Ritesh Harjani (IBM) <ritesh.list@gmail.com> writes:

> Kemeng Shi <shikemeng@huaweicloud.com> writes:
>
>> call ext4_mb_mark_group_bb in ext4_mb_clear_bb to remove repeat code
>> to update block bitmap and group descriptor on disk.
>>
>> Note: ext4_mb_clear_bb will update buddy and bitmap in two critical
>> sections instead of update in the same critical section.
>>
>> Original lock behavior introduced in commit 7a2fcbf7f8573 ("ext4: don't
>> use blocks freed but not yet committed in buddy cache init") to avoid
>> race betwwen ext4_mb_free_blocks and ext4_mb_init_cache:
>> ext4_mb_load_buddy_gfp
>> ext4_lock_group
>> mb_clear_bits(bitmap_bh, ...)
>> mb_free_blocks/ext4_mb_free_metadata
>> ext4_unlock_group
>> ext4_mb_unload_buddy
>>
>> New lock behavior in this patch:
>> ext4_mb_load_buddy_gfp
>> ext4_lock_group
>> mb_clear_bits(bitmap_bh, ...)
>> ext4_unlock_group
>>
>> /* no ext4_mb_init_cache for the same group will be called as
>> ext4_mb_load_buddy_gfp will ensure buddy page is update-to-date */
>>
>> ext4_lock_group
>> mb_free_blocks/ext4_mb_free_metadata
>> ext4_unlock_group
>> ext4_mb_unload_buddy
>>
>> As buddy page for group is always update-to-date between
>> ext4_mb_load_buddy_gfp and ext4_mb_unload_buddy.
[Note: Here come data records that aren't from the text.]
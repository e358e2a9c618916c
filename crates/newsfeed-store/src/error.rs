//! Store Error Types
//!
//! Two layers of failure are kept apart on purpose:
//!
//! - [`ConnError`] is what a single store request attempt reports. It carries
//!   the store's retry hint so the retrying wrapper can decide whether another
//!   attempt makes sense.
//! - [`StoreError`] is what callers of the data access layer see: a request
//!   that failed for good (non-retryable, or retries exhausted), or one of the
//!   domain-level failures (unknown user, key collision, schema drift).
//!
//! A failed *condition* on a conditional write is neither of these. It is a
//! legitimate outcome and travels as a value (`WriteOutcome::ConditionFailed`,
//! `UpdateOutcome::ConditionFailed`), never as an error.

use thiserror::Error;

pub type Result<T> = std::result::Result<T, StoreError>;

/// Failure of a single request attempt against the backing store.
#[derive(Debug, Clone, Error)]
#[error("{message}")]
pub struct ConnError {
    /// Store-side error message.
    pub message: String,
    /// Whether the store suggests trying the request again.
    pub retryable: bool,
}

impl ConnError {
    pub fn retryable(message: impl Into<String>) -> Self {
        Self {
            message: message.into(),
            retryable: true,
        }
    }

    pub fn fatal(message: impl Into<String>) -> Self {
        Self {
            message: message.into(),
            retryable: false,
        }
    }
}

#[derive(Debug, Error)]
pub enum StoreError {
    /// A store request failed permanently: the error was not retryable, or
    /// the configured number of attempts was exhausted.
    #[error("failed to {action}: {detail}")]
    Request { action: String, detail: String },

    /// A conditional insert hit a row with the same key.
    #[error("failed to {action}: record with same key already existed")]
    AlreadyExists { action: String },

    #[error("user '{0}' not found")]
    UserNotFound(String),

    /// A row came back without an attribute the schema mandates.
    #[error("cannot recognize schema of {table} item: missing or mistyped attribute {attribute}")]
    SchemaMismatch {
        table: &'static str,
        attribute: &'static str,
    },

    /// A batch write left items unprocessed even after retrying every chunk.
    #[error("failed to {action}: {unprocessed} items left unprocessed out of {total} in total")]
    Unprocessed {
        action: String,
        unprocessed: usize,
        total: usize,
    },
}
Then no
>> ext4_mb_init_cache will be called for the same group concurrentlly when
>> we update bitmap and buddy page betwwen buddy load and unload.
>
> More information will definitely help.
>
> In ext4_mb_init_cache(), within a lock_group(), we first initialize
> a incore bitmap from on disk block bitmap, pa and from
> ext4_mb_generate_from_freelist() (this function basically requires
> ext4_mb_free_metadata() to be called)
> Then we go and initialize incore buddy within a page which utilize bitmap
> block data (from previous step) for generating buddy info.
> So this clearly means we need incore bitmap and mb_free_metadata() to be updated
> together within the same group lock.

Here I meant on-disk bitmap in bitmap_bh. Anyhow I don't think this is really
required though.


>
> Now you said that ext4_mb_init_cache() can't be called together between
> ext4_mb_load_buddy_gfp() and unload_buddy() because buddy page is uptodate?? 
> Can you give more details please? 

Ok. So even if the page is uptodate, ext4_mb_init_cache() can still get
called when you have a resize and the extended group belongs to the same
page (for bs < ps). But we don't touch the bitmap and buddy info for the
groups which are already initialized.
And as you said we can't be working on bitmap or buddy info unless we
have called ext4_mb_load_buddy_gfp() which takes care of the bitmap and
buddy initialization for this group and it will clear the
EXT4_GROUP_INFO_NEED_INIT_BIT in grp->bb_state so that
ext4_mb_init_cache() called due to resize doesn't re-initialize it.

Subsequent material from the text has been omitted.